Task description — Across the entries, how many lines have the string "streamed" in them? Reply with only a number.

Items listed in a dataset
>>>
//! File fingerprinting service
//!
//! Reads files from disk and derives their [`Fingerprint`]. Every call does a
//! single pass over the file; nothing is cached, so two calls always reflect
//! the bytes on disk at the moment of the call.

use crate::fingerprint::Fingerprint;
use std::io;
use std::path::{Path, PathBuf};
use tokio::io::AsyncReadExt;

/// Read buffer size for streaming fingerprints
const CHUNK_SIZE: usize = 64 * 1024;

/// Bytes of a file together with their fingerprint, taken from one read
#[derive(Debug, Clone, PartialEq, Eq)]
pub struct FileSnapshot {
    /// Path the snapshot was read from
    pub path: PathBuf,
    /// Exact file contents
    pub bytes: Vec<u8>,
    /// Fingerprint of `bytes`
    pub fingerprint: Fingerprint,
}

impl FileSnapshot {
    /// Size of the snapshot in bytes
    #[inline]
    #[must_use]
    pub fn len(&self) -> usize {
        self.bytes.len()
    }

    /// Whether the file was empty
    #[inline]
    #[must_use]
    pub fn is_empty(&self) -> bool {
        self.bytes.is_empty()
    }
}

/// Computes fingerprints of files on disk
///
/// Stateless apart from the optional size limit; cheap to clone.
#[derive(Debug, Clone, Copy, Default)]
pub struct FingerprintService {
    max_file_size: Option<u64>,
}

impl FingerprintService {
    /// Create a service without a size limit
    #[inline]
    #[must_use]
    pub fn new() -> Self {
        Self::default()
    }

    /// Refuse files larger than `limit` bytes
    #[inline]
    #[must_use]
    pub fn with_max_file_size(mut self, limit: u64) -> Self {
        self.max_file_size = Some(limit);
        self
    }

    /// Configured size limit, if any
    #[inline]
    #[must_use]
    pub fn max_file_size(&self) -> Option<u64> {
        self.max_file_size
    }

    /// Fingerprint the file at `path` in one streaming pass
    ///
    /// # Errors
    /// - `FingerprintError::NotFound` if the file does not exist
    /// - `FingerprintError::TooLarge` if the file exceeds the size limit
    /// - `FingerprintError::Io` on any other read failure
    pub async fn fingerprint(&self, path: impl AsRef<Path>) -> Result<Fingerprint, FingerprintError> {
        let path = path.as_ref();
        let mut file = tokio::fs::File::open(path)
            .await
            .map_err(|e| FingerprintError::from_io(path, e))?;
        self.check_size(path, &file).await?;

        let mut hasher = blake3::Hasher::new();
        let mut buf = vec![0u8; CHUNK_SIZE];
        loop {
            let n = file
                .read(&mut buf)
                .await
                .map_err(|e| FingerprintError::from_io(path, e))?;
            if n == 0 {
                break;
            }
            hasher.update(&buf[..n]);
        }
        Ok(hasher.finalize().into())
    }

    /// Read the whole file and fingerprint exactly the bytes read
    ///
    /// # Errors
    /// Same as [`FingerprintService::fingerprint`].
    pub async fn snapshot(&self, path: impl AsRef<Path>) -> Result<FileSnapshot, FingerprintError> {
        let path = path.as_ref();
        let mut file = tokio::fs::File::open(path)
            .await
            .map_err(|e| FingerprintError::from_io(path, e))?;
        let size = self.check_size(path, &file).await?;

        let mut bytes = Vec::with_capacity(usize::try_from(size).unwrap_or(0));
        file.read_to_end(&mut bytes)
            .await
            .map_err(|e| FingerprintError::from_io(path, e))?;

        let fingerprint = Fingerprint::of_bytes(&bytes);
        Ok(FileSnapshot {
            path: path.to_path_buf(),
            bytes,
            fingerprint,
        })
    }

    async fn check_size(&self, path: &Path, file: &tokio::fs::File) -> Result<u64, FingerprintError> {
        let meta = file
            .metadata()
            .await
            .map_err(|e| FingerprintError::from_io(path, e))?;
        if meta.is_dir() {
            return Err(FingerprintError::NotAFile {
                path: path.to_path_buf(),
            });
        }
        let size = meta.len();
        match self.max_file_size {
            Some(limit) if size > limit => Err(FingerprintError::TooLarge {
                path: path.to_path_buf(),
                size,
                limit,
            }),
            _ => Ok(size),
        }
    }
}

/// Errors that can occur while fingerprinting a file
#[derive(Debug, thiserror::Error)]
pub enum FingerprintError {
    /// File does not exist
    #[error("file not found: {}", path.display())]
    NotFound { path: PathBuf },

    /// Path exists but is not a regular file
    #[error("not a regular file: {}", path.display())]
    NotAFile { path: PathBuf },

    /// File exceeds the configured size limit
    #[error("file too large: {} is {size} bytes (max: {limit})", path.display())]
    TooLarge { path: PathBuf, size: u64, limit: u64 },

    /// Any other IO failure
    #[error("io error reading {}: {source}", path.display())]
    Io {
        path: PathBuf,
        #[source]
        source: io::Error,
    },
}

impl FingerprintError {
    /// Classify an IO error for `path`
    pub fn from_io(path: impl Into<PathBuf>, source: io::Error) -> Self {
        let path = path.into();
        if source.kind() == io::ErrorKind::NotFound {
            Self::NotFound { path }
        } else {
            Self::Io { path, source }
        }
    }

    /// Path the error refers to
    #[must_use]
    pub fn path(&self) -> &Path {
        match self {
            Self::NotFound { path }
            | Self::NotAFile { path }
            | Self::TooLarge { path, .. }
            | Self::Io { path, .. } => path,
        }
    }
}

#[cfg(test)]
mod tests {
    use super::*;
    use std::io::Write;

    fn temp_file(contents: &[u8]) -> tempfile::NamedTempFile {
        let mut file = tempfile::NamedTempFile::new().unwrap();
        file.write_all(contents).unwrap();
        file.flush().unwrap();
        file
    }

    #[tokio::test]
    async fn fingerprint_matches_in_memory_hash() {
        let file = temp_file(b"alpha\nbeta\n");
        let service = FingerprintService::new();

        let fp = service.fingerprint(file.path()).await.unwrap();
        assert_eq!(fp, Fingerprint::of_bytes(b"alpha\nbeta\n"));
    }

    #[tokio::test]
    async fn streaming_and_snapshot_agree_on_large_files() {
        let contents: Vec<u8> = (0..(CHUNK_SIZE * 3 + 17)).map(|i| (i % 251) as u8).collect();
        let file = temp_file(&contents);
        let service = FingerprintService::new();

        let streamed = service.fingerprint(file.path()).await.unwrap();
        let snapshot = service.snapshot(file.path()).await.unwrap();
        assert_eq!(streamed, snapshot.fingerprint);
        assert_eq!(snapshot.bytes, contents);
    }

    #[tokio::test]
    async fn unchanged_file_fingerprints_identically() {
        let file = temp_file(b"stable");
        let service = FingerprintService::new();

        let first = service.fingerprint(file.path()).await.unwrap();
        let second = service.fingerprint(file.path()).await.unwrap();
        assert_eq!(first, second);
    }

    #[tokio::test]
    async fn modified_file_fingerprints_differently() {
        let mut file = temp_file(b"before");
        let service = FingerprintService::new();
        let first = service.fingerprint(file.path()).await.unwrap();

        file.write_all(b" and after").unwrap();
        file.flush().unwrap();

        let second = service.fingerprint(file.path()).await.unwrap();
        assert_ne!(first, second);
    }

    #[tokio::test]
    async fn missing_file_is_not_found() {
        let dir = tempfile::tempdir().unwrap();
        let missing = dir.path().join("nope.txt");
        let service = FingerprintService::new();

        let result = service.fingerprint(&missing).await;
        assert!(matches!(result, Err(FingerprintError::NotFound { .. })));
        assert_eq!(result.unwrap_err().path(), missing.as_path());
    }

    #[tokio::test]
    async fn directory_is_rejected() {
        let dir = tempfile::tempdir().unwrap();
        let service = FingerprintService::new();

        let result = service.snapshot(dir.path()).await;
        assert!(matches!(result, Err(FingerprintError::NotAFile { .. })));
    }

    #[tokio::test]
    async fn size_limit_is_enforced() {
        let file = temp_file(&[b'x'; 128]);
        let service = FingerprintService::new().with_max_file_size(64);

        let result = service.snapshot(file.path()).await;
        assert!(matches!(
            result,
            Err(FingerprintError::TooLarge {
                size: 128,
                limit: 64,
                ..
            })
        ));
    }
}
//! Arena for init-time arrays
//!
//! Every array whose length comes from a device limit lives in one block
//! allocated when the snapshot is created. Layout happens in two passes over a
//! single recorded list:
//!
//! 1. [`ArenaLayout::reserve`] records `(field, element size, alignment, count)`
//!    for each array and accumulates the aligned total.
//! 2. [`ArenaLayout::place`] walks the same records in the same order and hands
//!    out the offset of each array.
//!
//! Both passes advance the cursor with [`ArenaRecord::advance`], so the bytes
//! placed always equal the bytes reserved.
//!
//! Fixed-size group state lives inline in `DrawStateSnapshot`; only the
//! limit-sized arrays are reserved here.

use std::mem::{align_of, size_of};

use bytemuck::Pod;
use smallvec::SmallVec;

use crate::catalog::{DeviceLimits, FieldId, LimitKind};
use crate::error::DrawStateError;
use crate::types::{
    ColorBlendAttachmentState, Format, VertexInputAttributeDescription,
    VertexInputBindingDescription, ViewportSwizzle,
};

/// Alignment of the backing block
const BLOCK_ALIGN: usize = align_of::<u64>();

/// Arrays stored in the arena, in layout order
#[derive(Debug, Clone, Copy, PartialEq, Eq, Hash)]
pub enum ArrayField {
    ColorAttachmentFormats,
    ColorBlendAttachmentStates,
    ViewportSwizzles,
    VertexInputAttributeDescriptions,
    VertexInputBindingDescriptions,
}

impl ArrayField {
    pub const COUNT: usize = 5;

    pub const ALL: [ArrayField; Self::COUNT] = [
        ArrayField::ColorAttachmentFormats,
        ArrayField::ColorBlendAttachmentStates,
        ArrayField::ViewportSwizzles,
        ArrayField::VertexInputAttributeDescriptions,
        ArrayField::VertexInputBindingDescriptions,
    ];

    pub const fn field(self) -> FieldId {
        match self {
            ArrayField::ColorAttachmentFormats => FieldId::ColorAttachmentFormats,
            ArrayField::ColorBlendAttachmentStates => FieldId::ColorBlendAttachmentStates,
            ArrayField::ViewportSwizzles => FieldId::ViewportSwizzles,
            ArrayField::VertexInputAttributeDescriptions => {
                FieldId::VertexInputAttributeDescriptions
            }
            ArrayField::VertexInputBindingDescriptions => FieldId::VertexInputBindingDescriptions,
        }
    }

    /// Arena array backing `field`, if it is an init-time array
    pub const fn from_field(field: FieldId) -> Option<Self> {
        match field {
            FieldId::ColorAttachmentFormats => Some(ArrayField::ColorAttachmentFormats),
            FieldId::ColorBlendAttachmentStates => Some(ArrayField::ColorBlendAttachmentStates),
            FieldId::ViewportSwizzles => Some(ArrayField::ViewportSwizzles),
            FieldId::VertexInputAttributeDescriptions => {
                Some(ArrayField::VertexInputAttributeDescriptions)
            }
            FieldId::VertexInputBindingDescriptions => {
                Some(ArrayField::VertexInputBindingDescriptions)
            }
            _ => None,
        }
    }

    pub const fn limit(self) -> LimitKind {
        match self {
            ArrayField::ColorAttachmentFormats | ArrayField::ColorBlendAttachmentStates => {
                LimitKind::MaxColorAttachments
            }
            ArrayField::ViewportSwizzles => LimitKind::MaxViewports,
            ArrayField::VertexInputAttributeDescriptions => LimitKind::MaxVertexInputAttributes,
            ArrayField::VertexInputBindingDescriptions => LimitKind::MaxVertexInputBindings,
        }
    }

    pub const fn element_size(self) -> usize {
        match self {
            ArrayField::ColorAttachmentFormats => size_of::<Format>(),
            ArrayField::ColorBlendAttachmentStates => size_of::<ColorBlendAttachmentState>(),
            ArrayField::ViewportSwizzles => size_of::<ViewportSwizzle>(),
            ArrayField::VertexInputAttributeDescriptions => {
                size_of::<VertexInputAttributeDescription>()
            }
            ArrayField::VertexInputBindingDescriptions => {
                size_of::<VertexInputBindingDescription>()
            }
        }
    }

    pub const fn element_align(self) -> usize {
        match self {
            ArrayField::ColorAttachmentFormats => align_of::<Format>(),
            ArrayField::ColorBlendAttachmentStates => align_of::<ColorBlendAttachmentState>(),
            ArrayField::ViewportSwizzles => align_of::<ViewportSwizzle>(),
            ArrayField::VertexInputAttributeDescriptions => {
                align_of::<VertexInputAttributeDescription>()
            }
            ArrayField::VertexInputBindingDescriptions => {
                align_of::<VertexInputBindingDescription>()
            }
        }
    }

    const fn index(self) -> usize {
        self as usize
    }
}

fn align_up(offset: usize, align: usize) -> Option<usize> {
    debug_assert!(align.is_power_of_two());
    Some(offset.checked_add(align - 1)? & !(align - 1))
}

/// One array reserved in pass 1
#[derive(Debug, Clone, Copy, PartialEq, Eq)]
pub struct ArenaRecord {
    pub field: ArrayField,
    pub element_size: usize,
    pub align: usize,
    pub count: usize,
}

impl ArenaRecord {
    /// Byte length of the array
    pub fn len_bytes(&self) -> usize {
        self.element_size * self.count
    }

    /// Offset of this array and the cursor after it, starting from `cursor`.
    ///
    /// Empty arrays take no space and do not realign the cursor.
    fn advance(&self, cursor: usize) -> Option<(usize, usize)> {
        if self.count == 0 {
            return Some((cursor, cursor));
        }
        let offset = align_up(cursor, self.align)?;
        let len = self.element_size.checked_mul(self.count)?;
        Some((offset, offset.checked_add(len)?))
    }
}

/// Reservation record shared by both layout passes
#[derive(Debug, Clone, PartialEq, Eq)]
pub struct ArenaLayout {
    records: SmallVec<[ArenaRecord; ArrayField::COUNT]>,
    size: usize,
    align: usize,
}

impl ArenaLayout {
    /// Pass 1: reserve space for every init-time array sized by `limits`.
    pub fn reserve(limits: &DeviceLimits) -> Result<Self, DrawStateError> {
        let mut layout = Self {
            records: SmallVec::new(),
            size: 0,
            align: 1,
        };
        for field in ArrayField::ALL {
            layout.add(field, limits.get(field.limit()) as usize)?;
        }
        Ok(layout)
    }

    fn add(&mut self, field: ArrayField, count: usize) -> Result<(), DrawStateError> {
        let record = ArenaRecord {
            field,
            element_size: field.element_size(),
            align: field.element_align(),
            count,
        };
        let (_, end) = record
            .advance(self.size)
            .ok_or(DrawStateError::ArenaOverflow { field, count })?;
        if count > 0 {
            self.align = self.align.max(record.align);
        }
        self.size = end;
        self.records.push(record);
        Ok(())
    }

    /// Total bytes reserved
    pub fn size(&self) -> usize {
        self.size
    }

    /// Largest element alignment among non-empty arrays
    pub fn align(&self) -> usize {
        self.align
    }

    pub fn records(&self) -> &[ArenaRecord] {
        &self.records
    }

    /// Pass 2: assign each reserved array its offset.
    ///
    /// # Panics
    ///
    /// Panics if the placed size disagrees with the reserved size.
    pub fn place(&self) -> ArenaPlacement {
        let mut spans = [ArraySpan::EMPTY; ArrayField::COUNT];
        let mut cursor = 0;
        for record in &self.records {
            // Reservation already proved these fit
            let Some((offset, end)) = record.advance(cursor) else {
                panic!("{:?} overflowed during placement", record.field);
            };
            spans[record.field.index()] = ArraySpan {
                offset,
                count: record.count,
                len_bytes: end - offset,
            };
            cursor = end;
        }
        assert_eq!(
            cursor, self.size,
            "arena placement advanced {} bytes but {} were reserved",
            cursor, self.size
        );
        ArenaPlacement {
            spans,
            consumed: cursor,
        }
    }
}

/// Location of one array inside the block
#[derive(Debug, Clone, Copy, PartialEq, Eq)]
pub struct ArraySpan {
    pub offset: usize,
    pub count: usize,
    pub len_bytes: usize,
}

impl ArraySpan {
    const EMPTY: Self = Self {
        offset: 0,
        count: 0,
        len_bytes: 0,
    };
}

/// Output of pass 2
#[derive(Debug, Clone, PartialEq, Eq)]
pub struct ArenaPlacement {
    spans: [ArraySpan; ArrayField::COUNT],
    consumed: usize,
}

impl ArenaPlacement {
    pub fn span(&self, field: ArrayField) -> ArraySpan {
        self.spans[field.index()]
    }

    /// Bytes advanced by the placement pass
    pub fn consumed(&self) -> usize {
        self.consumed
    }
}

/// Single zero-initialised block holding every init-time array
#[derive(Debug)]
pub struct Arena {
    words: Vec<u64>,
    placement: ArenaPlacement,
}

impl Arena {
    /// Allocate the block described by `layout` and place every array in it.
    pub fn new(layout: &ArenaLayout) -> Result<Self, DrawStateError> {
        assert!(
            layout.align() <= BLOCK_ALIGN,
            "element alignment {} exceeds arena block alignment",
            layout.align()
        );
        let words = alloc_words(layout.size().div_ceil(BLOCK_ALIGN), layout.size())?;
        let placement = layout.place();
        tracing::debug!(
            "Allocated draw-state arena: {} bytes for {} arrays",
            placement.consumed(),
            layout.records().len()
        );
        Ok(Self { words, placement })
    }

    /// Deep copy with its own block
    pub fn try_clone(&self) -> Result<Self, DrawStateError> {
        let mut words = Vec::new();
        words
            .try_reserve_exact(self.words.len())
            .map_err(|_| DrawStateError::ArenaAllocation {
                bytes: self.placement.consumed(),
            })?;
        words.extend_from_slice(&self.words);
        Ok(Self {
            words,
            placement: self.placement.clone(),
        })
    }

    pub fn placement(&self) -> &ArenaPlacement {
        &self.placement
    }

    /// Bytes in use (excluding tail padding of the last word)
    pub fn size_bytes(&self) -> usize {
        self.placement.consumed()
    }

    /// Typed view of one array.
    pub fn slice<T: Pod>(&self, field: ArrayField) -> &[T] {
        debug_assert_eq!(size_of::<T>(), field.element_size());
        let span = self.placement.span(field);
        if span.count == 0 {
            return &[];
        }
        let bytes: &[u8] = bytemuck::cast_slice(self.words.as_slice());
        bytemuck::cast_slice(&bytes[span.offset..span.offset + span.len_bytes])
    }

    /// Mutable typed view of one array.
    pub fn slice_mut<T: Pod>(&mut self, field: ArrayField) -> &mut [T] {
        debug_assert_eq!(size_of::<T>(), field.element_size());
        let span = self.placement.span(field);
        if span.count == 0 {
            return &mut [];
        }
        let bytes: &mut [u8] = bytemuck::cast_slice_mut(self.words.as_mut_slice());
        bytemuck::cast_slice_mut(&mut bytes[span.offset..span.offset + span.len_bytes])
    }
}

fn alloc_words(count: usize, bytes: usize) -> Result<Vec<u64>, DrawStateError> {
    let mut words = Vec::new();
    words
        .try_reserve_exact(count)
        .map_err(|_| DrawStateError::ArenaAllocation { bytes })?;
    words.resize(count, 0);
    Ok(words)
}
<<<
Answer to the exercise — 2